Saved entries
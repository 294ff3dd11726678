use crate::errors::HostError;
use crate::feedback::{default_snapshot_path, DEFAULT_SNAPSHOT_INTERVAL};
use crate::identity::{HostIdentity, IdentityError};
use crate::idle::DEFAULT_IDLE_TIMEOUT;
use crate::race::{RaceOptions, DEFAULT_LOSER_GRACE};
use crate::score::ScoreWeights;
use libp2p::multiaddr::Protocol;
use libp2p::Multiaddr;
use std::net::SocketAddr;
use std::path::PathBuf;
use std::time::Duration;

pub const DEFAULT_LISTEN_ADDR: &str = "/ip4/0.0.0.0/tcp/9001";

/// Everything needed to build a [`crate::Host`]. Every option has a default; use the `with_*` methods to change them.
#[derive(Debug, Clone)]
pub struct HostConfig {
    pub listen_addr: Multiaddr,
    /// Log failed dial attempts and other per-connection detail at `warn`.
    pub debug: bool,
    /// Recorded and logged, but nothing is served on it.
    pub profiling_endpoint: Option<SocketAddr>,
    pub identity: HostIdentity,
    pub idle_timeout: Duration,
    pub score_weights: ScoreWeights,
    pub snapshot_interval: Duration,
    pub snapshot_path: PathBuf,
    /// Cap on concurrently served connections. `None` means no cap.
    pub max_connections: Option<usize>,
    /// Public addresses advertised in addition to the bound one.
    pub announce_addrs: Vec<Multiaddr>,
    pub loser_grace: Duration,
}

impl Default for HostConfig {
    fn default() -> Self {
        Self {
            listen_addr: default_listen_addr(),
            debug: false,
            profiling_endpoint: None,
            identity: HostIdentity::random(),
            idle_timeout: DEFAULT_IDLE_TIMEOUT,
            score_weights: ScoreWeights::default(),
            snapshot_interval: DEFAULT_SNAPSHOT_INTERVAL,
            snapshot_path: default_snapshot_path(),
            max_connections: None,
            announce_addrs: Vec::new(),
            loser_grace: DEFAULT_LOSER_GRACE,
        }
    }
}

fn default_listen_addr() -> Multiaddr {
    Multiaddr::empty().with(Protocol::Ip4([0, 0, 0, 0].into())).with(Protocol::Tcp(9001))
}

impl HostConfig {
    pub fn new(identity: HostIdentity) -> Self {
        Self { identity, ..Default::default() }
    }

    pub fn with_listen_addr(mut self, addr: Multiaddr) -> Self {
        self.listen_addr = addr;
        self
    }

    pub fn with_debug(mut self, debug: bool) -> Self {
        self.debug = debug;
        self
    }

    pub fn with_profiling_endpoint(mut self, endpoint: SocketAddr) -> Self {
        self.profiling_endpoint = Some(endpoint);
        self
    }

    pub fn with_identity(mut self, identity: HostIdentity) -> Self {
        self.identity = identity;
        self
    }

    pub fn with_idle_timeout(mut self, timeout: Duration) -> Self {
        self.idle_timeout = timeout;
        self
    }

    pub fn with_score_weights(mut self, weights: ScoreWeights) -> Self {
        self.score_weights = weights;
        self
    }

    pub fn with_snapshot_interval(mut self, interval: Duration) -> Self {
        self.snapshot_interval = interval;
        self
    }

    pub fn with_snapshot_path<P: Into<PathBuf>>(mut self, path: P) -> Self {
        self.snapshot_path = path.into();
        self
    }

    pub fn with_max_connections(mut self, max: usize) -> Self {
        self.max_connections = Some(max);
        self
    }

    pub fn with_announce_addr(mut self, addr: Multiaddr) -> Self {
        self.announce_addrs.push(addr);
        self
    }

    pub fn with_loser_grace(mut self, grace: Duration) -> Self {
        self.loser_grace = grace;
        self
    }

    pub fn race_options(&self) -> RaceOptions {
        RaceOptions { loser_grace: self.loser_grace, log_dial_errors: self.debug }
    }

    /// Rejects settings the host cannot run with.
    pub fn validate(&self) -> Result<(), HostError> {
        if self.idle_timeout.is_zero() {
            return Err(HostError::InvalidConfig("the idle timeout must be greater than zero".into()));
        }
        if self.snapshot_interval.is_zero() {
            return Err(HostError::InvalidConfig("the snapshot interval must be greater than zero".into()));
        }
        if self.max_connections == Some(0) {
            return Err(HostError::InvalidConfig("max_connections must be at least 1".into()));
        }
        if !self.identity.check() {
            return Err(IdentityError::Inconsistent(self.identity.name().to_string()).into());
        }
        Ok(())
    }
}

#[cfg(test)]
mod test {
    use super::*;

    #[test]
    fn defaults() {
        let config = HostConfig::default();
        assert_eq!(config.listen_addr.to_string(), DEFAULT_LISTEN_ADDR);
        assert!(!config.debug);
        assert!(config.profiling_endpoint.is_none());
        assert_eq!(config.idle_timeout, Duration::from_secs(300));
        assert_eq!(config.score_weights, ScoreWeights([50, -25, -5, -10, -15]));
        assert_eq!(config.snapshot_interval, Duration::from_secs(60));
        assert!(config.snapshot_path.ends_with("opt.log"));
        assert!(config.max_connections.is_none());
        assert!(config.announce_addrs.is_empty());
        assert!(config.validate().is_ok());
    }

    #[test]
    fn options_are_independent() {
        let config = HostConfig::default().with_debug(true).with_max_connections(4);
        assert!(config.debug);
        assert_eq!(config.max_connections, Some(4));
        assert_eq!(config.idle_timeout, DEFAULT_IDLE_TIMEOUT);
        assert!(config.race_options().log_dial_errors);
    }

    #[test]
    fn zero_durations_are_invalid() {
        let config = HostConfig::default().with_idle_timeout(Duration::ZERO);
        assert!(matches!(config.validate(), Err(HostError::InvalidConfig(_))));
        let config = HostConfig::default().with_max_connections(0);
        assert!(matches!(config.validate(), Err(HostError::InvalidConfig(_))));
    }

    #[test]
    fn inconsistent_identities_are_rejected() {
        let alice = HostIdentity::random_with_name("alice");
        let bob = HostIdentity::random_with_name("bob");
        let yml = alice.to_yml().unwrap().replace(&alice.peer_id().to_base58(), &bob.peer_id().to_base58());
        let forged: HostIdentity = serde_yml::from_str(&yml).unwrap();
        assert!(!forged.check());
        let err = HostConfig::new(forged).validate().unwrap_err();
        assert!(matches!(err, HostError::Identity(IdentityError::Inconsistent(name)) if name == "alice"));
    }
}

__Work instruction__. Word for word, copy out the data.

__Exercise response__.
repository 294ff3dd11726678
use crate::errors::HostError;
use crate::feedback::{default_snapshot_path, DEFAULT_SNAPSHOT_INTERVAL};
use crate::identity::{HostIdentity, IdentityError};
use crate::idle::DEFAULT_IDLE_TIMEOUT;
use crate::race::{RaceOptions, DEFAULT_LOSER_GRACE};
use crate::score::ScoreWeights;
use libp2p::multiaddr::Protocol;
use libp2p::Multiaddr;
use std::net::SocketAddr;
use std::path::PathBuf;
use std::time::Duration;

pub const DEFAULT_LISTEN_ADDR: &str = "/ip4/0.0.0.0/tcp/9001";

/// Everything needed to build a [`crate::Host`]. Every option has a default; use the `with_*` methods to change them.
#[derive(Debug, Clone)]
pub struct HostConfig {
    pub listen_addr: Multiaddr,
    /// Log failed dial attempts and other per-connection detail at `warn`.
    pub debug: bool,
    /// Recorded and logged, but nothing is served on it.
    pub profiling_endpoint: Option<SocketAddr>,
    pub identity: HostIdentity,
    pub idle_timeout: Duration,
    pub score_weights: ScoreWeights,
    pub snapshot_interval: Duration,
    pub snapshot_path: PathBuf,
    /// Cap on concurrently served connections. `None` means no cap.
    pub max_connections: Option<usize>,
    /// Public addresses advertised in addition to the bound one.
    pub announce_addrs: Vec<Multiaddr>,
    pub loser_grace: Duration,
}

impl Default for HostConfig {
    fn default() -> Self {
        Self {
            listen_addr: default_listen_addr(),
            debug: false,
            profiling_endpoint: None,
            identity: HostIdentity::random(),
            idle_timeout: DEFAULT_IDLE_TIMEOUT,
            score_weights: ScoreWeights::default(),
            snapshot_interval: DEFAULT_SNAPSHOT_INTERVAL,
            snapshot_path: default_snapshot_path(),
            max_connections: None,
            announce_addrs: Vec::new(),
            loser_grace: DEFAULT_LOSER_GRACE,
        }
    }
}

fn default_listen_addr() -> Multiaddr {
    Multiaddr::empty().with(Protocol::Ip4([0, 0, 0, 0].into())).with(Protocol::Tcp(9001))
}

impl HostConfig {
    pub fn new(identity: HostIdentity) -> Self {
        Self { identity, ..Default::default() }
    }

    pub fn with_listen_addr(mut self, addr: Multiaddr) -> Self {
        self.listen_addr = addr;
        self
    }

    pub fn with_debug(mut self, debug: bool) -> Self {
        self.debug = debug;
        self
    }

    pub fn with_profiling_endpoint(mut self, endpoint: SocketAddr) -> Self {
        self.profiling_endpoint = Some(endpoint);
        self
    }

    pub fn with_identity(mut self, identity: HostIdentity) -> Self {
        self.identity = identity;
        self
    }

    pub fn with_idle_timeout(mut self, timeout: Duration) -> Self {
        self.idle_timeout = timeout;
        self
    }

    pub fn with_score_weights(mut self, weights: ScoreWeights) -> Self {
        self.score_weights = weights;
        self
    }

    pub fn with_snapshot_interval(mut self, interval: Duration) -> Self {
        self.snapshot_interval = interval;
        self
    }

    pub fn with_snapshot_path<P: Into<PathBuf>>(mut self, path: P) -> Self {
        self.snapshot_path = path.into();
        self
    }

    pub fn with_max_connections(mut self, max: usize) -> Self {
        self.max_connections = Some(max);
        self
    }

    pub fn with_announce_addr(mut self, addr: Multiaddr) -> Self {
        self.announce_addrs.push(addr);
        self
    }

    pub fn with_loser_grace(mut self, grace: Duration) -> Self {
        self.loser_grace = grace;
        self
    }

    pub fn race_options(&self) -> RaceOptions {
        RaceOptions { loser_grace: self.loser_grace, log_dial_errors: self.debug }
    }

    /// Rejects settings the host cannot run with.
    pub fn validate(&self) -> Result<(), HostError> {
        if self.idle_timeout.is_zero() {
            return Err(HostError::InvalidConfig("the idle timeout must be greater than zero".into()));
        }
        if self.snapshot_interval.is_zero() {
            return Err(HostError::InvalidConfig("the snapshot interval must be greater than zero".into()));
        }
        if self.max_connections == Some(0) {
            return Err(HostError::InvalidConfig("max_connections must be at least 1".into()));
        }
        if !self.identity.check() {
            return Err(IdentityError::Inconsistent(self.identity.name().to_string()).into());
        }
        Ok(())
    }
}

#[cfg(test)]
mod test {
    use super::*;

    #[test]
    fn defaults() {
        let config = HostConfig::default();
        assert_eq!(config.listen_addr.to_string(), DEFAULT_LISTEN_ADDR);
        assert!(!config.debug);
        assert!(config.profiling_endpoint.is_none());
        assert_eq!(config.idle_timeout, Duration::from_secs(300));
        assert_eq!(config.score_weights, ScoreWeights([50, -25, -5, -10, -15]));
        assert_eq!(config.snapshot_interval, Duration::from_secs(60));
        assert!(config.snapshot_path.ends_with("opt.log"));
        assert!(config.max_connections.is_none());
        assert!(config.announce_addrs.is_empty());
        assert!(config.validate().is_ok());
    }

    #[test]
    fn options_are_independent() {
        let config = HostConfig::default().with_debug(true).with_max_connections(4);
        assert!(config.debug);
        assert_eq!(config.max_connections, Some(4));
        assert_eq!(config.idle_timeout, DEFAULT_IDLE_TIMEOUT);
        assert!(config.race_options().log_dial_errors);
    }

    #[test]
    fn zero_durations_are_invalid() {
        let config = HostConfig::default().with_idle_timeout(Duration::ZERO);
        assert!(matches!(config.validate(), Err(HostError::InvalidConfig(_))));
        let config = HostConfig::default().with_max_connections(0);
        assert!(matches!(config.validate(), Err(HostError::InvalidConfig(_))));
    }

    #[test]
    fn inconsistent_identities_are_rejected() {
        let alice = HostIdentity::random_with_name("alice");
        let bob = HostIdentity::random_with_name("bob");
        let yml = alice.to_yml().unwrap().replace(&alice.peer_id().to_base58(), &bob.peer_id().to_base58());
        let forged: HostIdentity = serde_yml::from_str(&yml).unwrap();
        assert!(!forged.check());
        let err = HostConfig::new(forged).validate().unwrap_err();
        assert!(matches!(err, HostError::Identity(IdentityError::Inconsistent(name)) if name == "alice"));
    }
}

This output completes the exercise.